§ Required action:
Each line below is to be written out in full, exactly as shown.

(Dataset entries)
----

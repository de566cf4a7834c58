//! Pallet/operator association engine
//!
//! The single serialization point for pairing correctness: every state
//! mutation (report batches, expiry timers, link-loss flushes) arrives as
//! an `EngineEvent` on one bounded mpsc channel and is processed by this
//! actor alone. Expiry timers are spawned sleep tasks that post back into
//! the same channel, so a timer firing can never interleave with a pairing
//! round; the still-pending check on arrival is the authoritative guard
//! against a timer that was aborted too late.

use crate::domain::types::{AssociationEvent, EngineEvent, TagId, TagKind};
use crate::infra::config::Config;
use crate::infra::metrics::Metrics;
use crate::io::egress_channel::EgressSender;
use crate::services::classifier::TagClassifier;
use chrono::Utc;
use rustc_hash::FxHashSet;
use std::sync::Arc;
use std::time::{Duration, Instant};
use tokio::sync::{mpsc, watch};
use tokio::task::JoinHandle;
use tracing::{debug, error, info, warn};

/// A pallet tag awaiting operator pairing or expiry.
/// Created once per EPC ever seen; terminated exactly once.
struct PendingPallet {
    id: TagId,
    registered_at: Instant,
    /// Expiry timer task; aborted when the pallet terminates by pairing
    timer: JoinHandle<()>,
}

/// Association engine actor
pub struct Associator {
    classifier: TagClassifier,
    timeout: Duration,
    flush_on_link_loss: bool,
    /// Every pallet EPC observed this run. Never shrinks: an EPC that
    /// already terminated is a duplicate forever (seen-once-ever dedup).
    seen: FxHashSet<TagId>,
    /// Pallets awaiting pairing, in registration order (fan-out order)
    pending: Vec<PendingPallet>,
    /// Clone of the engine channel sender; expiry timers post back through it
    event_tx: mpsc::Sender<EngineEvent>,
    egress: EgressSender,
    metrics: Arc<Metrics>,
    accepting: bool,
}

----

§ Response box:
repository de566cf4a7834c58
//! Pallet/operator association engine
//!
//! The single serialization point for pairing correctness: every state
//! mutation (report batches, expiry timers, link-loss flushes) arrives as
//! an `EngineEvent` on one bounded mpsc channel and is processed by this
//! actor alone. Expiry timers are spawned sleep tasks that post back into
//! the same channel, so a timer firing can never interleave with a pairing
//! round; the still-pending check on arrival is the authoritative guard
//! against a timer that was aborted too late.

use crate::domain::types::{AssociationEvent, EngineEvent, TagId, TagKind};
use crate::infra::config::Config;
use crate::infra::metrics::Metrics;
use crate::io::egress_channel::EgressSender;
use crate::services::classifier::TagClassifier;
use chrono::Utc;
use rustc_hash::FxHashSet;
use std::sync::Arc;
use std::time::{Duration, Instant};
use tokio::sync::{mpsc, watch};
use tokio::task::JoinHandle;
use tracing::{debug, error, info, warn};

/// A pallet tag awaiting operator pairing or expiry.
/// Created once per EPC ever seen; terminated exactly once.
struct PendingPallet {
    id: TagId,
    registered_at: Instant,
    /// Expiry timer task; aborted when the pallet terminates by pairing
    timer: JoinHandle<()>,
}

/// Association engine actor
pub struct Associator {
    classifier: TagClassifier,
    timeout: Duration,
    flush_on_link_loss: bool,
    /// Every pallet EPC observed this run. Never shrinks: an EPC that
    /// already terminated is a duplicate forever (seen-once-ever dedup).
    seen: FxHashSet<TagId>,
    /// Pallets awaiting pairing, in registration order (fan-out order)
    pending: Vec<PendingPallet>,
    /// Clone of the engine channel sender; expiry timers post back through it
    event_tx: mpsc::Sender<EngineEvent>,
    egress: EgressSender,
    metrics: Arc<Metrics>,
    accepting: bool,
}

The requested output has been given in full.